▶ [Work order]: Note each line in the data below that holds "commands", and copy it.

[Stored data]
***

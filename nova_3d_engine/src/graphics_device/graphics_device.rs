/// GraphicsDevice trait - main GPU factory and submission interface

use std::sync::Arc;

use crate::error::Result;
use crate::graphics_device::{
    CommandList, Framebuffer, FramebufferDesc, RenderPass, RenderPassDesc, RenderTarget, Texture,
    TextureDesc,
};

/// Graphics device configuration
#[derive(Debug, Clone)]
pub struct Config {
    /// Enable validation/debug layers
    pub enable_validation: bool,
    /// Application name
    pub app_name: String,
    /// Application version (major, minor, patch)
    pub app_version: (u32, u32, u32),
}

impl Default for Config {
    fn default() -> Self {
        Self {
            enable_validation: cfg!(debug_assertions),
            app_name: "Nova3D Application".to_string(),
            app_version: (1, 0, 0),
        }
    }
}

/// Main graphics device trait
///
/// Central factory interface for creating GPU resources and submitting
/// recorded command lists. Implemented by backend-specific devices
/// (e.g., VulkanGraphicsDevice). All returned objects release their GPU
/// handles when dropped.
pub trait GraphicsDevice: Send + Sync {
    /// Create a texture
    fn create_texture(&mut self, desc: TextureDesc) -> Result<Arc<dyn Texture>>;

    /// Create a render target view of one layer + mip level of a texture
    ///
    /// # Errors
    ///
    /// Returns an error if the texture usage is not render-target
    /// compatible, or if `layer` / `mip_level` are out of range.
    fn create_render_target_texture(
        &self,
        texture: &dyn Texture,
        layer: u32,
        mip_level: u32,
    ) -> Result<Arc<dyn RenderTarget>>;

    /// Create a render pass
    fn create_render_pass(&self, desc: &RenderPassDesc) -> Result<Arc<dyn RenderPass>>;

    /// Create a framebuffer compatible with a render pass
    fn create_framebuffer(&self, desc: &FramebufferDesc) -> Result<Arc<dyn Framebuffer>>;

    /// Create a command list for recording rendering commands
    fn create_command_list(&self) -> Result<Box<dyn CommandList>>;

    /// Submit recorded command lists to the GPU queue
    fn submit(&self, commands: &[&dyn CommandList]) -> Result<()>;

    /// Wait for all GPU operations to complete
    fn wait_idle(&self) -> Result<()>;
}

***

▶ [Solution below]:
    /// Create a command list for recording rendering commands
    fn submit(&self, commands: &[&dyn CommandList]) -> Result<()>;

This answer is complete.